Exercise material >>
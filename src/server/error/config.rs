use thiserror::Error;

#[derive(Error, Debug)]
pub enum ConfigError {
    /// Required environment variable is not set.
    ///
    /// The application requires this environment variable to be defined. Check the
    /// `.env.example` file for required configuration variables.
    #[error("Missing required environment variable: {0}")]
    MissingEnvVar(String),

    /// `SESSION_SECRET` is set but too short to derive a cookie signing key.
    #[error("SESSION_SECRET must be at least {min} bytes, got {actual}")]
    SessionSecretTooShort { min: usize, actual: usize },

    /// `ADMIN_PASSWORD_HASH` is not a valid PHC-formatted argon2 hash.
    #[error("ADMIN_PASSWORD_HASH is not a valid password hash: {0}")]
    InvalidPasswordHash(String),

    /// `BIND_ADDR` could not be parsed as a socket address.
    #[error("Invalid BIND_ADDR '{0}'")]
    InvalidBindAddr(String),
}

Action item >> Search the listing above for lines containing "actual", and copy them.

Response to this exercise >>
    #[error("SESSION_SECRET must be at least {min} bytes, got {actual}")]
    SessionSecretTooShort { min: usize, actual: usize },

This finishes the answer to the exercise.